By the time Jack and John arrived at John’s house on a nearby street, Jack explained what little he could, which wasn’t much. At the door, Jack scooped the last of the dog food out of the can with his hand and put it in the grass for the dog that had followed the two keeping a safe distance behind.

‘Are you sure your family won’t mind you bringing me home?’ Jack said.

‘It’s just me and my grandfather,’ John said. ‘He is very old and doesn’t know where he is most of the time either so you two will have that in common.’

As Jack entered the house and directly into the living room he was greeted by two sites: every wall and the ceiling was a painted mural of Native American themes, and John’s grandfather was sitting naked in a rocking chair in the middle of the room in front of a large flat screen television watching ‘Leave it to Beaver.’ John closed the door and went to his grandfather.

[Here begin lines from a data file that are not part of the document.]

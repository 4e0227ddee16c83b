//! Sub-process iteration runner
//!
//! Each iteration is a separate `ecogroup classify <dir>` process. Children
//! get their own process group so a terminal Ctrl-C reaches only the
//! parent, which then cancels and kills them.

use crate::layout::VALIDATION_LOG_FILE;
use async_trait::async_trait;
use ecogroup_application::{IterationRunner, RunnerError};
use std::path::{Path, PathBuf};
use std::process::Stdio;
use std::time::Duration;
use tokio::io::AsyncWriteExt;
use tokio::process::Command;
use tokio_util::sync::CancellationToken;
use tracing::{debug, info, warn};

/// Output substrings that mark a run as failed even on exit status 0.
pub const DEFAULT_FATAL_MARKERS: [&str; 2] =
    ["Failed to connect to the OBIS API", "Error in main function:"];

#[derive(Debug, Clone)]
pub struct ProcessIterationRunner {
    program: PathBuf,
    args: Vec<String>,
    fatal_markers: Vec<String>,
}

impl ProcessIterationRunner {
    /// Run `program args... <iteration_dir>`.
    pub fn new(program: impl Into<PathBuf>, args: Vec<String>) -> Self {
        Self {
            program: program.into(),
            args,
            fatal_markers: DEFAULT_FATAL_MARKERS.iter().map(|m| m.to_string()).collect(),
        }
    }

    /// Re-invoke the running binary as `<exe> classify <iteration_dir>`.
    pub fn current_exe() -> Result<Self, RunnerError> {
        let exe = std::env::current_exe().map_err(|e| RunnerError::Spawn(e.to_string()))?;
        Ok(Self::new(exe, vec!["classify".to_string()]))
    }

    /// Parse a configured command line; the program is looked up on `PATH`.
    pub fn from_command(command: &str) -> Result<Self, RunnerError> {
        let mut parts = command.split_whitespace();
        let program = parts
            .next()
            .ok_or_else(|| RunnerError::Spawn("empty worker command".to_string()))?;
        let resolved = which::which(program)
            .map_err(|e| RunnerError::Spawn(format!("{}: {}", program, e)))?;
        Ok(Self::new(resolved, parts.map(str::to_string).collect()))
    }

    pub fn with_fatal_markers(mut self, markers: Vec<String>) -> Self {
        self.fatal_markers = markers;
        self
    }

    pub fn program(&self) -> &Path {
        &self.program
    }

    fn command(&self, iteration_dir: &Path) -> Command {
        let mut cmd = Command::new(&self.program);
        cmd.args(&self.args)
            .arg(iteration_dir)
            .stdin(Stdio::null())
            .stdout(Stdio::piped())
            .stderr(Stdio::piped())
            .kill_on_drop(true);

        #[cfg(unix)]
        cmd.process_group(0);

        // Linux: the kernel sends SIGTERM to the worker if the parent dies
        // without running destructors.
        #[cfg(target_os = "linux")]
        unsafe {
            cmd.pre_exec(|| {
                libc::prctl(libc::PR_SET_PDEATHSIG, libc::SIGTERM);
                Ok(())
            });
        }
        cmd
    }

    fn find_marker(&self, output: &str) -> Option<&str> {
        self.fatal_markers
            .iter()
            .find(|marker| output.contains(marker.as_str()))
            .map(String::as_str)
    }
}

#[async_trait]
impl IterationRunner for ProcessIterationRunner {
    async fn prepare(&self, base_dir: &Path, iteration_dir: &Path) -> Result<(), RunnerError> {
        copy_dir(base_dir, iteration_dir)
            .await
            .map_err(|e| RunnerError::Prepare {
                path: iteration_dir.to_path_buf(),
                message: e.to_string(),
            })
    }

    async fn run(
        &self,
        iteration_dir: &Path,
        timeout: Duration,
        cancel: CancellationToken,
    ) -> Result<(), RunnerError> {
        debug!(
            "Starting {} {} {}",
            self.program.display(),
            self.args.join(" "),
            iteration_dir.display()
        );
        let child = self
            .command(iteration_dir)
            .spawn()
            .map_err(|e| RunnerError::Spawn(e.to_string()))?;

        // Dropping the wait future drops the child, which kills it.
        let output = tokio::select! {
            biased;
            _ = cancel.cancelled() => {
                warn!("Cancelling worker in {}", iteration_dir.display());
                return Err(RunnerError::Cancelled);
            }
            result = tokio::time::timeout(timeout, child.wait_with_output()) => match result {
                Err(_) => return Err(RunnerError::Timeout(timeout)),
                Ok(Err(e)) => return Err(RunnerError::Spawn(e.to_string())),
                Ok(Ok(output)) => output,
            },
        };

        let mut combined = String::from_utf8_lossy(&output.stdout).into_owned();
        combined.push_str(&String::from_utf8_lossy(&output.stderr));

        if let Err(e) = append_log(iteration_dir, &combined, &output.status).await {
            warn!("Cannot write {}: {}", VALIDATION_LOG_FILE, e);
        }

        if let Some(marker) = self.find_marker(&combined) {
            return Err(RunnerError::FatalMarker {
                marker: marker.to_string(),
            });
        }
        if !output.status.success() {
            return Err(RunnerError::ExitStatus {
                status: output.status.to_string(),
            });
        }

        info!("Completed {}", iteration_dir.display());
        Ok(())
    }
}

async fn append_log(
    iteration_dir: &Path,
    output: &str,
    status: &std::process::ExitStatus,
) -> std::io::Result<()> {
    let mut file = tokio::fs::OpenOptions::new()
        .create(true)
        .append(true)
        .open(iteration_dir.join(VALIDATION_LOG_FILE))
        .await?;
    let stamp = chrono::Local::now().format("%Y-%m-%d %H:%M:%S");
    let mut entry = format!("{} - worker started\n{}", stamp, output);
    if !output.is_empty() && !output.ends_with('\n') {
        entry.push('\n');
    }
    entry.push_str(&format!("{} - worker finished: {}\n", stamp, status));
    file.write_all(entry.as_bytes()).await?;
    file.flush().await
}

/// Copy `from` into `to`, merging with existing content.
async fn copy_dir(from: &Path, to: &Path) -> std::io::Result<()> {
    let mut pending = vec![(from.to_path_buf(), to.to_path_buf())];
    while let Some((src, dst)) = pending.pop() {
        tokio::fs::create_dir_all(&dst).await?;
        let mut entries = tokio::fs::read_dir(&src).await?;
        while let Some(entry) = entries.next_entry().await? {
            let target = dst.join(entry.file_name());
            if entry.file_type().await?.is_dir() {
                pending.push((entry.path(), target));
            } else {
                tokio::fs::copy(entry.path(), &target).await?;
            }
        }
    }
    Ok(())
}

‘Thunkashila, where are your clothes? We have a guest.’ He leaned over and said loudly into his grandfather’s ear.

‘Hau cousin,’ John’s grandfather said ignoring John and looking at Jack.

‘Thunkashila, my grandfather, is saying hello in the Lakota Sioux way,’ John explained.

‘It’s a pleasure to meet you,’ Jack said, barely able to take his eyes off the brilliant colors of images of prairie landscapes, eagles, buffalo, and horses that adorned the walls. The ceiling was painted a brilliant baby blue with smatterings of snow-white clouds. ‘Who did the murals?’ Jack asked John.

‘My grandfather did most of it,’ he said. ‘All he does is paint and watch television. I did a little of it. He is teaching me how to paint.’ John turned to his grandfather, ‘Thunkashila, I am going to give my friend some food okay?’

‘Ohan, tokse ake,’ his grandfather said waving an arthritically gnarled hand at Jack while keeping his eyes on the television.

John led Jack into the kitchen and had him sit at a rickety wooden table while he pulled a plate of roasted chicken out the refrigerator and fry bread from an old tin breadbox. Jack was staring at the colorful baskets and pottery painted on the walls as the food was placed in front of him.

‘Who taught him how to paint like this?’ Jack asked.

‘He was taught by his grandfather. It is said by my family on Pine Ridge Reservation that my grandfather’s grandfather fought at Little Bighorn and came back and put away his weapons and taught himself how to paint and never picked up his weapons again,’ John said.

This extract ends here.